Supposons que la croisade en Afghanistan atteigne son objectif : les responsables de la terreur actuelle sont capturés et traînés en justice. Mais si d'autres deviennent terroristes à leur place, l'objectif c-à-d l'éradication du terrorisme ne sera pas atteint. Et pourtant, c'est possible. Quand les peuples se sentent victimes, ils peuvent mettre leur vie en jeu pour redresser ce qu'ils perçoivent comme des torts. S'ils s'appuient sur de l'argent et des cerveaux, cela peut faire des ravages. L'escalade qui en résulterait peut devenir incontrôlable. Les Etats-Unis ont déjà mobilisé des forces armées aussi grandes que pour la deuxième guerre mondiale, et l'alliance militaire dirigée par les US possède une puissance de destruction plus grande que jamais dans l'histoire. Les terroristes eux-mêmes ont à leur disposition une puissance destructrice effarante, des armes biologiques et peut-être nucléaires et des moyens inédits pour menacer la vie dans les sociétés civilisées. De nos jours, les sociétés sont extrêmement vulnérables, nous le savons. Il n'est plus nécessaire de détourner un avion et de le jeter sur un gratte-ciel, ou de le faire exploser en vol, il suffit d'infester l'air ou les réserves d'eau des grandes villes, d'envoyer des enveloppes empoisonnées par courrier ou d'envoyer une fusée avec un lanceur manuel au cœur d'un réacteur nucléaire ou sur le pilier d'un pont…les possibilités sont infinies et ahurissantes.

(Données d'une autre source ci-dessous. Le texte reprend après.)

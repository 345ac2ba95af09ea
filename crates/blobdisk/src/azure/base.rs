//! SDK-backed blob CRUD.
//!
//! `AzureBlobStorage` is the pass-through [`Storage`] implementation the
//! disk forwards read/write/delete/list calls to. Semantics here are the
//! SDK's; errors are mapped onto the crate taxonomy without being
//! reinterpreted.

use async_trait::async_trait;
use azure_storage_blobs::prelude::ContainerClient;
use chrono::{DateTime, Utc};
use futures::StreamExt;
use tracing::debug;

use crate::{Storage, StorageError, StorageMetadata, StorageResult};

/// Blob CRUD over one container.
#[derive(Clone)]
pub struct AzureBlobStorage {
    container: String,
    client: ContainerClient,
}

impl AzureBlobStorage {
    pub fn new(client: ContainerClient, container: impl Into<String>) -> Self {
        Self {
            container: container.into(),
            client,
        }
    }

    fn is_not_found(err: &azure_core::Error) -> bool {
        let message = err.to_string();
        message.contains("404")
            || message.contains("BlobNotFound")
            || message.contains("ContainerNotFound")
    }

    fn map_error(path: &str, err: azure_core::Error) -> StorageError {
        if Self::is_not_found(&err) {
            StorageError::NotFound(path.to_string())
        } else {
            StorageError::Backend(err.to_string())
        }
    }
}

fn to_chrono(stamp: time::OffsetDateTime) -> Option<DateTime<Utc>> {
    DateTime::from_timestamp(stamp.unix_timestamp(), 0)
}

#[async_trait]
impl Storage for AzureBlobStorage {
    async fn exists(&self, path: &str) -> StorageResult<bool> {
        let blob = self.client.blob_client(path);
        match blob.exists().await {
            Ok(exists) => Ok(exists),
            Err(e) if Self::is_not_found(&e) => Ok(false),
            Err(e) => Err(Self::map_error(path, e)),
        }
    }

    async fn metadata(&self, path: &str) -> StorageResult<StorageMetadata> {
        let blob = self.client.blob_client(path);
        let response = blob
            .get_properties()
            .await
            .map_err(|e| Self::map_error(path, e))?;

        let properties = &response.blob.properties;
        let mut meta = StorageMetadata::file(path, properties.content_length)
            .with_content_type(properties.content_type.clone());
        if let Some(modified) = to_chrono(properties.last_modified) {
            meta = meta.with_modified(modified);
        }
        Ok(meta)
    }

    async fn read(&self, path: &str) -> StorageResult<Vec<u8>> {
        debug!(container = %self.container, path, "reading blob");
        let blob = self.client.blob_client(path);
        blob.get_content()
            .await
            .map_err(|e| Self::map_error(path, e))
    }

    async fn write(&self, path: &str, data: &[u8]) -> StorageResult<()> {
        debug!(container = %self.container, path, bytes = data.len(), "writing blob");
        let blob = self.client.blob_client(path);
        blob.put_block_blob(data.to_vec())
            .await
            .map_err(|e| Self::map_error(path, e))?;
        Ok(())
    }

    async fn delete(&self, path: &str) -> StorageResult<()> {
        debug!(container = %self.container, path, "deleting blob");
        let blob = self.client.blob_client(path);
        match blob.delete().await {
            Ok(_) => Ok(()),
            // Deleting a missing blob is a no-op.
            Err(e) if Self::is_not_found(&e) => Ok(()),
            Err(e) => Err(Self::map_error(path, e)),
        }
    }

    async fn list(&self, prefix: &str) -> StorageResult<Vec<StorageMetadata>> {
        let mut builder = self.client.list_blobs();
        if !prefix.is_empty() {
            builder = builder.prefix(prefix.to_string());
        }

        let mut results = Vec::new();
        let mut stream = builder.into_stream();
        while let Some(page) = stream.next().await {
            let page = page.map_err(|e| Self::map_error(prefix, e))?;
            for blob in page.blobs.blobs() {
                let mut meta =
                    StorageMetadata::file(blob.name.clone(), blob.properties.content_length)
                        .with_content_type(blob.properties.content_type.clone());
                if let Some(modified) = to_chrono(blob.properties.last_modified) {
                    meta = meta.with_modified(modified);
                }
                results.push(meta);
            }
        }
        results.sort_by(|a, b| a.path.cmp(&b.path));
        Ok(results)
    }

    async fn create_dir(&self, _path: &str) -> StorageResult<()> {
        // Blob namespaces are flat; directories materialize through key
        // prefixes. Container creation is handled at the service level.
        Ok(())
    }
}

Voulons-nous continuer à vivre dans l'ombre du terrorisme ? Ou devrions-nous courir le risque, lorsque nous éliminerons le groupe de terroristes actuel qu'il y en ait d'autre ? Aucune de ces options n'est raisonnable. Vivre sous une menace constante finit par produire de la paranoïa. Et la croyance optimiste qui veut que l'action militaire mette définitivement fin au terrorisme n'est rien de plus qu'une croyance optimiste. Pour la soutenir, nous devrions non seulement installer un nouveau régime en Afghanistan, éliminer Al Qaïda, le Hamas et les autres organisations terroristes, mais il nous faudrait également policer le monde Islamique tout entier, et vraisemblablement tous les pays où la politique étrangère américaine basée sur l'économie crée des griefs qui alimentent le ressentiment et pourraient dégénérer en haine. Ces facteurs ne sont pas éliminés par une réponse armée, ils en sont seulement exacerbés.

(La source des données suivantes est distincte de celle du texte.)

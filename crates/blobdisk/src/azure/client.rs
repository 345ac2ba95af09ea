//! Minimal blob-service capability.
//!
//! `BlobService` is the narrow seam between the disk and the Azure SDK:
//! account identity, canonical blob URLs, and container creation. The
//! blob CRUD surface lives in [`super::base`]; the disk composes both.

use async_trait::async_trait;
use azure_core::{ExponentialRetryOptions, FixedRetryOptions, RetryOptions, StatusCode};
use azure_storage::{CloudLocation, StorageCredentials};
use azure_storage_blobs::container::PublicAccess;
use azure_storage_blobs::prelude::{BlobServiceClient, ClientBuilder, ContainerClient};
use tracing::debug;

use crate::config::{AuthMode, DiskConfig, RetryIncrease, RetryPolicy};
use crate::{StorageError, StorageResult};

/// Capabilities the disk needs from the blob service.
#[async_trait]
pub trait BlobService: Send + Sync {
    /// Storage account name.
    fn account_name(&self) -> &str;

    /// Canonical public URL for a blob.
    fn blob_url(&self, container: &str, path: &str) -> String;

    /// Create a container with the given public access level.
    ///
    /// Fails with [`StorageError::AlreadyExists`] when the service
    /// reports the container as existing.
    async fn create_container(&self, name: &str, access: PublicAccess) -> StorageResult<()>;
}

/// Production [`BlobService`] over the Azure Blob Storage SDK.
#[derive(Clone)]
pub struct AzureBlobService {
    account: String,
    client: BlobServiceClient,
}

impl AzureBlobService {
    /// Build a service client from configuration.
    ///
    /// Resolves the authentication mode, maps the retry policy into the
    /// SDK transport, and honors a custom blob endpoint when one is
    /// configured. No network calls happen here.
    pub fn connect(config: &DiskConfig) -> StorageResult<Self> {
        let (account, credentials) = match config.auth()? {
            AuthMode::AccountKey { account, key } => {
                let credentials = StorageCredentials::access_key(account.clone(), key);
                (account, credentials)
            }
            AuthMode::SasToken { token } => {
                let credentials = StorageCredentials::sas_token(token)
                    .map_err(|e| StorageError::Config(format!("invalid SAS token: {}", e)))?;
                (config.name.clone(), credentials)
            }
        };

        let builder = match config.blob_endpoint()? {
            Some(uri) => {
                debug!(endpoint = %uri, "using custom blob endpoint");
                ClientBuilder::with_location(
                    CloudLocation::Custom {
                        account: account.clone(),
                        uri,
                    },
                    credentials,
                )
            }
            None => ClientBuilder::new(account.clone(), credentials),
        };

        let client = builder
            .retry(retry_options(&config.retry))
            .blob_service_client();

        Ok(Self { account, client })
    }

    /// Client for one container, used to assemble the CRUD backend.
    pub fn container_client(&self, container: &str) -> ContainerClient {
        self.client.container_client(container)
    }
}

/// Map the opaque retry policy onto the SDK's retry middleware.
fn retry_options(policy: &RetryPolicy) -> RetryOptions {
    let delay = std::time::Duration::from_millis(policy.interval_ms);
    match policy.increase {
        RetryIncrease::Linear => {
            RetryOptions::fixed(FixedRetryOptions::default().delay(delay).max_retries(policy.tries))
        }
        RetryIncrease::Exponential => RetryOptions::exponential(
            ExponentialRetryOptions::default()
                .initial_delay(delay)
                .max_retries(policy.tries),
        ),
    }
}

#[async_trait]
impl BlobService for AzureBlobService {
    fn account_name(&self) -> &str {
        &self.account
    }

    fn blob_url(&self, container: &str, path: &str) -> String {
        let blob = self.client.container_client(container).blob_client(path);
        match blob.url() {
            Ok(url) => url.to_string(),
            // The SDK only fails here on malformed account endpoints;
            // fall back to the public-cloud canonical form.
            Err(_) => format!(
                "https://{}.blob.core.windows.net/{}/{}",
                self.account, container, path
            ),
        }
    }

    async fn create_container(&self, name: &str, access: PublicAccess) -> StorageResult<()> {
        debug!(container = %name, "creating container");
        self.client
            .container_client(name)
            .create()
            .public_access(access)
            .await
            .map_err(|e| classify_create_error(name, e))
    }
}

/// Classify a container-creation failure.
///
/// A 409 `ContainerAlreadyExists` is the documented existence signal.
/// Azurite and some legacy services have been observed answering 404 for
/// a container that already exists, so 404 counts as existence too.
fn classify_create_error(name: &str, err: azure_core::Error) -> StorageError {
    let already_exists = match err.as_http_error() {
        Some(http) => {
            http.error_code()
                .unwrap_or_default()
                .eq_ignore_ascii_case("ContainerAlreadyExists")
                || http.status() == StatusCode::Conflict
                || http.status() == StatusCode::NotFound
        }
        None => {
            let message = err.to_string();
            message.contains("ContainerAlreadyExists")
                || message.contains("409")
                || message.contains("404")
        }
    };

    if already_exists {
        StorageError::AlreadyExists(name.to_string())
    } else {
        StorageError::Backend(err.to_string())
    }
}

#[cfg(test)]
mod tests {
    use super::*;

    fn config_with_key() -> DiskConfig {
        DiskConfig {
            name: "myaccount".to_string(),
            container: "media".to_string(),
            key: Some("a2V5".to_string()),
            ..Default::default()
        }
    }

    #[test]
    fn test_connect_with_account_key() {
        let service = AzureBlobService::connect(&config_with_key()).unwrap();
        assert_eq!(service.account_name(), "myaccount");
    }

    #[test]
    fn test_connect_without_auth_fails() {
        let config = DiskConfig {
            name: "myaccount".to_string(),
            container: "media".to_string(),
            ..Default::default()
        };
        assert!(matches!(
            AzureBlobService::connect(&config),
            Err(StorageError::Config(_))
        ));
    }

    #[test]
    fn test_blob_url_canonical_form() {
        let service = AzureBlobService::connect(&config_with_key()).unwrap();
        let url = service.blob_url("media", "uploads/photo.jpg");
        assert!(url.contains("myaccount"));
        assert!(url.contains("media"));
        assert!(url.contains("uploads/photo.jpg"));
    }
}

Le temps est venu de réfléchir sérieusement à l'efficacité qu'il y a à continuer à contrer la violence de la terreur par la violence d'une guerre organisée. Il est possible que le moyen d'éliminer le terrorisme de façon durable et fiable de la surface de la terre ne soit pas en éliminant les peuples qui se tournent vers le terrorisme, mais par l'élimination des griefs qui les rendent terroristes. Ceci demande une politique économique et étrangère plus sage et plus équilibrée. S'attirer le courroux des fondamentalistes Islamistes, et dans une certaine mesure également de la partie plus modérée du monde Islamiste et Arabe, c'est un prix trop élevé à payer pour protéger les intérêts des Etats-Unis concernant le pétrole. C'est la motivation principale de toutes les interventions américaines dans la région depuis l'accord de1945 entre le président Roosevelt et le Roi Ibn Saud, pour protéger la famille royale Saoudite contre ses ennemis en échange d'un accès perpétuel et illimité aux champs de pétrole d'Arabie Saoudite. Une politique plus équilibrée dans le monde arabe, la même que dans le reste du monde, éliminerait le spectre du terrorisme de façon plus sûre et durable que la simple élimination des terroristes.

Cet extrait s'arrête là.